Beyond the legal ramifications, there are some safety concerns from passing on the right. For one thing, drivers don't expect to see cyclists passing them on the right, and the visibility is poor, so there's a good chance that the cyclist will be unseen. Then, if there are other intersections -- not just other side streets, but also parking lots and driveways -- there is a real danger of being hit by cars entering or exiting the main roadway. Not only that, but if there is on-street parking, riding up the right side of the traffic can put a rider into the "door zone." All of the above can lead to a dangerous situation.
Then, there's just the irritation factor. The way I see it, most drivers only grudgingly share the road with bicyclists as it is. Encountering us on the road is, for some motorists, a major pain in the ass, and for some it's a stress they'd rather not deal with. They don't like having to slow down to wait until it's safe to pass, which is why so many will try to squeeze by us even when it really isn't safe to do so. Their impatience and sense of entitlement to the road take over, and they think nothing of putting us at risk to avoid even a few seconds of delay. So, when I get to a red light and there are a bunch of cars stopped there, it's an awfully good chance that most of them already passed me once within the last mile or two. The last thing they want is to see me slip on by them to get to the front of the line, making it so they'll have to pass me again right after we get through the intersection. To my mind, that doesn't really help me, either. I'm just going to get passed again by the same cars that passed me a short time earlier, and this time they may be even less patient than they were the first time.
I figure that if the cars are ahead of me at the light, I'm just as well off to leave them there and take my place behind them. At the same time, I expect cars that arrive at the light after me to wait their turn behind me in the same way. I take the lane to discourage people from attempting to pass me as we approach the intersection -- thereby minimizing the possibility for a right hook. And I place myself in the lane for the maximum visibility to oncoming traffic to prevent the possibility of a left hook. It also helps to develop a good sense of anticipation for what other cars around me are doing, or what they might be intending to do. I don't know if cars have "body language" or if it's some kind of sixth sense, but an observant cyclist can often anticipate potential danger.
When I'm approaching an intersection, whether there's a stop sign or a traffic light, few things raise my ire more than cars trying to pass me just so they can come to a stop directly in front of me instead of behind me. In fact, I don't want people passing me through intersections at all. That is impatient, aggressive behavior that puts me at risk, and also puts at risk any oncoming traffic that may be coming through the intersection. Often, I will take the lane on the approach to the intersection to discourage that from happening. Some cars will try to pass anyhow, at which point I usually give them a piece of my mind. Now, it becomes difficult to convince a driver that they pose a danger to the cyclist by passing at the intersection when that driver sees cyclists passing to get to the front of the line.
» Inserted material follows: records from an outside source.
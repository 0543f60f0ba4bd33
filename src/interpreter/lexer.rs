use std::{fmt, rc::Rc};

use logos::Logos;

use crate::{
    error::{LexError, LexErrorKind, LexResult},
    span::{Position, Source, Span},
};

/// Reserved words of the language.
#[derive(Debug, Clone, Copy, PartialEq, Eq, Hash)]
pub enum Keyword {
    /// `var`
    Var,
    /// `and`
    And,
    /// `or`
    Or,
    /// `not`
    Not,
    /// `if`
    If,
    /// `elif`
    Elif,
    /// `else`
    Else,
    /// `fn`
    Fn,
    /// `while`
    While,
    /// `for`
    For,
    /// `in`
    In,
}

impl Keyword {
    /// Looks up the keyword spelled by `word`, if any.
    ///
    /// # Example
    /// ```
    /// use scenev::interpreter::lexer::Keyword;
    ///
    /// assert_eq!(Keyword::from_word("elif"), Some(Keyword::Elif));
    /// assert_eq!(Keyword::from_word("elsewhere"), None);
    /// ```
    #[must_use]
    pub fn from_word(word: &str) -> Option<Self> {
        Some(match word {
            "var" => Self::Var,
            "and" => Self::And,
            "or" => Self::Or,
            "not" => Self::Not,
            "if" => Self::If,
            "elif" => Self::Elif,
            "else" => Self::Else,
            "fn" => Self::Fn,
            "while" => Self::While,
            "for" => Self::For,
            "in" => Self::In,
            _ => return None,
        })
    }

    /// The source spelling of the keyword.
    #[must_use]
    pub const fn as_str(self) -> &'static str {
        match self {
            Self::Var => "var",
            Self::And => "and",
            Self::Or => "or",
            Self::Not => "not",
            Self::If => "if",
            Self::Elif => "elif",
            Self::Else => "else",
            Self::Fn => "fn",
            Self::While => "while",
            Self::For => "for",
            Self::In => "in",
        }
    }
}

/// The kind of a lexical token, together with its literal value.
#[derive(Debug, Clone, PartialEq)]
pub enum TokenKind {
    /// Integer literal such as `42`.
    Int(i64),
    /// Floating-point literal such as `3.5` or `2.`.
    Float(f64),
    /// String literal with escapes already decoded.
    Str(String),
    /// Variable or function name.
    Identifier(String),
    /// Reserved word.
    Keyword(Keyword),
    /// `+`
    Plus,
    /// `-`
    Minus,
    /// `*`
    Mul,
    /// `/`
    Div,
    /// `**`
    Pow,
    /// `=`
    Eq,
    /// `==`
    EqEq,
    /// `!=`
    NotEq,
    /// `<`
    Lt,
    /// `>`
    Gt,
    /// `<=`
    LtEq,
    /// `>=`
    GtEq,
    /// `->`
    Arrow,
    /// `(`
    LParen,
    /// `)`
    RParen,
    /// `{`
    LBrace,
    /// `}`
    RBrace,
    /// `,`
    Comma,
    /// End of the token stream. Always the last token.
    EndOfInput,
}

impl TokenKind {
    /// Returns `true` if this token is the given keyword.
    #[must_use]
    pub fn is_keyword(&self, keyword: Keyword) -> bool {
        matches!(self, Self::Keyword(k) if *k == keyword)
    }
}

impl fmt::Display for TokenKind {
    fn fmt(&self, f: &mut fmt::Formatter<'_>) -> fmt::Result {
        match self {
            Self::Int(n) => write!(f, "INT:{n}"),
            Self::Float(x) => write!(f, "FLOAT:{x}"),
            Self::Str(s) => write!(f, "STRING:{s:?}"),
            Self::Identifier(name) => write!(f, "IDENTIFIER:{name}"),
            Self::Keyword(k) => write!(f, "KEYWORD:{}", k.as_str()),
            Self::Plus => write!(f, "'+'"),
            Self::Minus => write!(f, "'-'"),
            Self::Mul => write!(f, "'*'"),
            Self::Div => write!(f, "'/'"),
            Self::Pow => write!(f, "'**'"),
            Self::Eq => write!(f, "'='"),
            Self::EqEq => write!(f, "'=='"),
            Self::NotEq => write!(f, "'!='"),
            Self::Lt => write!(f, "'<'"),
            Self::Gt => write!(f, "'>'"),
            Self::LtEq => write!(f, "'<='"),
            Self::GtEq => write!(f, "'>='"),
            Self::Arrow => write!(f, "'->'"),
            Self::LParen => write!(f, "'('"),
            Self::RParen => write!(f, "')'"),
            Self::LBrace => write!(f, "'{{'"),
            Self::RBrace => write!(f, "'}}'"),
            Self::Comma => write!(f, "','"),
            Self::EndOfInput => write!(f, "end of input"),
        }
    }
}

/// A lexical token: its kind (with literal value) and where it came from.
#[derive(Debug, Clone, PartialEq)]
pub struct Token {
    /// What was scanned.
    pub kind: TokenKind,
    /// Where it was scanned.
    pub span: Span,
}

/// Failure reported by the raw scanner before positions are attached.
#[derive(Debug, Clone, PartialEq, Default)]
enum ScanFault {
    #[default]
    Illegal,
    NumberTooLarge,
}

/// Raw lexemes recognised by the scanner.
///
/// Keywords are not separated from identifiers here; the word is classified
/// when the [`Token`] is built.
#[derive(Logos, Debug, Clone, PartialEq)]
#[logos(error = ScanFault)]
#[logos(skip r"[ \t\r\n]+")]
enum Lexeme {
    #[regex(r"[0-9]+\.[0-9]*", |lex| lex.slice().parse::<f64>().map_err(|_| ScanFault::Illegal))]
    Float(f64),
    #[regex(r"[0-9]+", |lex| lex.slice().parse::<i64>().map_err(|_| ScanFault::NumberTooLarge))]
    Int(i64),
    #[regex(r"[a-zA-Z][a-zA-Z0-9_]*", |lex| lex.slice().to_string())]
    Word(String),
    #[regex(r#""([^"\\]|\\.)*""#, |lex| decode_string(lex.slice()))]
    Str(String),
    #[regex(r#""([^"\\]|\\.)*\\?"#)]
    UnterminatedStr,
    #[token("+")]
    Plus,
    #[token("-")]
    Minus,
    #[token("*")]
    Mul,
    #[token("/")]
    Div,
    #[token("**")]
    Pow,
    #[token("=")]
    Eq,
    #[token("==")]
    EqEq,
    #[token("!=")]
    NotEq,
    #[token("!")]
    Bang,
    #[token("<")]
    Lt,
    #[token(">")]
    Gt,
    #[token("<=")]
    LtEq,
    #[token(">=")]
    GtEq,
    #[token("->")]
    Arrow,
    #[token("(")]
    LParen,
    #[token(")")]
    RParen,
    #[token("{")]
    LBrace,
    #[token("}")]
    RBrace,
    #[token(",")]
    Comma,
}

/// Decodes the body of a quoted string literal.
///
/// `\n` becomes a newline and `\t` a tab. Any other escaped character is
/// dropped: `"a\qb"` decodes to `ab`.
fn decode_string(quoted: &str) -> String {
    let body = &quoted[1..quoted.len() - 1];
    let mut decoded = String::with_capacity(body.len());
    let mut chars = body.chars();

    while let Some(ch) = chars.next() {
        if ch == '\\' {
            match chars.next() {
                Some('n') => decoded.push('\n'),
                Some('t') => decoded.push('\t'),
                _ => {},
            }
        } else {
            decoded.push(ch);
        }
    }

    decoded
}

/// Scans `source` into a token sequence ending in [`TokenKind::EndOfInput`].
///
/// Lexing stops at the first character that cannot start a token.
///
/// # Errors
/// - `IllegalCharacter` for characters outside the token set.
/// - `ExpectedCharacter` for `!` without a following `=`.
/// - `UnterminatedString` for a string literal without its closing quote.
/// - `InvalidNumber` for an integer literal that does not fit in 64 bits.
///
/// # Example
/// ```
/// use std::rc::Rc;
///
/// use scenev::{
///     interpreter::lexer::{TokenKind, tokenize},
///     span::Source,
/// };
///
/// let tokens = tokenize(&Rc::new(Source::new("<stdin>", "12+3.5*2"))).unwrap();
/// let kinds: Vec<_> = tokens.into_iter().map(|t| t.kind).collect();
///
/// assert_eq!(kinds,
///            vec![TokenKind::Int(12),
///                 TokenKind::Plus,
///                 TokenKind::Float(3.5),
///                 TokenKind::Mul,
///                 TokenKind::Int(2),
///                 TokenKind::EndOfInput]);
/// ```
pub fn tokenize(source: &Rc<Source>) -> LexResult<Vec<Token>> {
    let text = source.text.as_str();
    let mut lexer = Lexeme::lexer(text);
    let mut tokens = Vec::new();
    let mut cursor = Cursor::new(text);

    while let Some(result) = lexer.next() {
        let range = lexer.span();
        let start = cursor.seek(range.start);
        let end = cursor.seek(range.end);
        let span = Span::new(Rc::clone(source), start, end);

        let lexeme = match result {
            Ok(lexeme) => lexeme,
            Err(ScanFault::NumberTooLarge) => {
                return Err(LexError::new(LexErrorKind::InvalidNumber(lexer.slice().to_string()),
                                         span));
            },
            Err(ScanFault::Illegal) => {
                let ch = lexer.slice().chars().next().unwrap_or('\0');
                let end = start.advance(ch);
                return Err(LexError::new(LexErrorKind::IllegalCharacter(ch),
                                         Span::new(Rc::clone(source), start, end)));
            },
        };

        let kind = match lexeme {
            Lexeme::Float(x) => TokenKind::Float(x),
            Lexeme::Int(n) => TokenKind::Int(n),
            Lexeme::Word(word) => match Keyword::from_word(&word) {
                Some(keyword) => TokenKind::Keyword(keyword),
                None => TokenKind::Identifier(word),
            },
            Lexeme::Str(s) => TokenKind::Str(s),
            Lexeme::UnterminatedStr => {
                let at = Span::new(Rc::clone(source), end, end);
                return Err(LexError::new(LexErrorKind::UnterminatedString, at));
            },
            Lexeme::Bang => {
                return Err(LexError::new(LexErrorKind::ExpectedCharacter { expected: '=',
                                                                           after:    '!', },
                                         span));
            },
            Lexeme::Plus => TokenKind::Plus,
            Lexeme::Minus => TokenKind::Minus,
            Lexeme::Mul => TokenKind::Mul,
            Lexeme::Div => TokenKind::Div,
            Lexeme::Pow => TokenKind::Pow,
            Lexeme::Eq => TokenKind::Eq,
            Lexeme::EqEq => TokenKind::EqEq,
            Lexeme::NotEq => TokenKind::NotEq,
            Lexeme::Lt => TokenKind::Lt,
            Lexeme::Gt => TokenKind::Gt,
            Lexeme::LtEq => TokenKind::LtEq,
            Lexeme::GtEq => TokenKind::GtEq,
            Lexeme::Arrow => TokenKind::Arrow,
            Lexeme::LParen => TokenKind::LParen,
            Lexeme::RParen => TokenKind::RParen,
            Lexeme::LBrace => TokenKind::LBrace,
            Lexeme::RBrace => TokenKind::RBrace,
            Lexeme::Comma => TokenKind::Comma,
        };

        tokens.push(Token { kind, span });
    }

    let end = cursor.seek(text.len());
    tokens.push(Token { kind: TokenKind::EndOfInput,
                        span: Span::new(Rc::clone(source), end, end), });

    log::trace!("lexed {} tokens from {}", tokens.len(), source.name);

    Ok(tokens)
}

/// Tracks line and column while the scanner moves forward through the text.
struct Cursor<'a> {
    text:     &'a str,
    position: Position,
}

impl<'a> Cursor<'a> {
    const fn new(text: &'a str) -> Self {
        Self { text,
               position: Position::start() }
    }

    /// Moves the cursor forward to byte `offset` and returns its position.
    ///
    /// Offsets never move backwards because lexemes arrive in order.
    fn seek(&mut self, offset: usize) -> Position {
        if offset > self.position.offset {
            let skipped = self.text.get(self.position.offset..offset).unwrap_or("");
            self.position = skipped.chars().fold(self.position, Position::advance);
        }
        self.position
    }
}

#[cfg(test)]
mod tests {
    use super::*;

    fn kinds(text: &str) -> Vec<TokenKind> {
        tokenize(&Rc::new(Source::new("<test>", text))).unwrap()
                                                       .into_iter()
                                                       .map(|t| t.kind)
                                                       .collect()
    }

    fn lex_error(text: &str) -> LexError {
        tokenize(&Rc::new(Source::new("<test>", text))).unwrap_err()
    }

    #[test]
    fn arithmetic_tokens() {
        assert_eq!(kinds("12+3.5*2"),
                   vec![TokenKind::Int(12),
                        TokenKind::Plus,
                        TokenKind::Float(3.5),
                        TokenKind::Mul,
                        TokenKind::Int(2),
                        TokenKind::EndOfInput]);
    }

    #[test]
    fn compound_operators() {
        assert_eq!(kinds("** * -> - == = <= < >= > !="),
                   vec![TokenKind::Pow,
                        TokenKind::Mul,
                        TokenKind::Arrow,
                        TokenKind::Minus,
                        TokenKind::EqEq,
                        TokenKind::Eq,
                        TokenKind::LtEq,
                        TokenKind::Lt,
                        TokenKind::GtEq,
                        TokenKind::Gt,
                        TokenKind::NotEq,
                        TokenKind::EndOfInput]);
    }

    #[test]
    fn keywords_and_identifiers() {
        assert_eq!(kinds("var variable fn in_range"),
                   vec![TokenKind::Keyword(Keyword::Var),
                        TokenKind::Identifier("variable".into()),
                        TokenKind::Keyword(Keyword::Fn),
                        TokenKind::Identifier("in_range".into()),
                        TokenKind::EndOfInput]);
    }

    #[test]
    fn second_dot_ends_number() {
        let err = lex_error("1.2.3");
        assert_eq!(err.kind, LexErrorKind::IllegalCharacter('.'));
        assert_eq!(err.span.start.column, 4);
    }

    #[test]
    fn trailing_dot_is_float() {
        assert_eq!(kinds("7."), vec![TokenKind::Float(7.0), TokenKind::EndOfInput]);
    }

    #[test]
    fn string_escapes() {
        assert_eq!(kinds(r#""a\tb\nc\qd""#),
                   vec![TokenKind::Str("a\tb\ncd".into()), TokenKind::EndOfInput]);
    }

    #[test]
    fn bang_requires_equals() {
        let err = lex_error("1 ! 2");
        assert_eq!(err.kind,
                   LexErrorKind::ExpectedCharacter { expected: '=',
                                                     after:    '!', });
        assert_eq!(err.span.start.column, 3);
    }

    #[test]
    fn illegal_character_span() {
        let err = lex_error("3 + $");
        assert_eq!(err.kind, LexErrorKind::IllegalCharacter('$'));
        assert_eq!(err.span.start.column, 5);
        assert_eq!(err.span.end.column, 6);
    }

    #[test]
    fn unterminated_string() {
        let err = lex_error("\"abc");
        assert_eq!(err.kind, LexErrorKind::UnterminatedString);
        assert_eq!(err.span.start.column, 5);
        assert_eq!(err.to_string(), "Expected Character: '\"' to close the string literal");
    }

    #[test]
    fn oversized_integer() {
        let err = lex_error("99999999999999999999");
        assert!(matches!(err.kind, LexErrorKind::InvalidNumber(_)));
    }

    #[test]
    fn token_positions() {
        let tokens = tokenize(&Rc::new(Source::new("<test>", "ab  cd"))).unwrap();
        assert_eq!(tokens[1].span.start.column, 5);
        assert_eq!(tokens[1].span.end.column, 7);
        assert_eq!(tokens[2].kind, TokenKind::EndOfInput);
        assert!(tokens[2].span.is_empty());
    }
}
Of course there is a difference in risk -- the self-imposed risk of passing a line of stationary cars vs. the moving car trying to squeeze past the cyclist -- but try to explain that to a driver.
|With a bike lane such as this one, adjacent to the roadway|
and moving in the direction of the traffic, a rider may be
permitted to pass on the right -- but caution is still advised.
Though I frequently see people ride up alongside cars to get that momentary advantage at an intersection, it just doesn't seem like a good plan to me. Legally questionable, possibly risky, and yet another argument to be thrown against us by drivers who feel the special sense of entitlement that comes with piloting a 3000+ pound machine. I'm all for being an assertive rider amongst the car traffic, but there are times I'm happy to just wait my turn.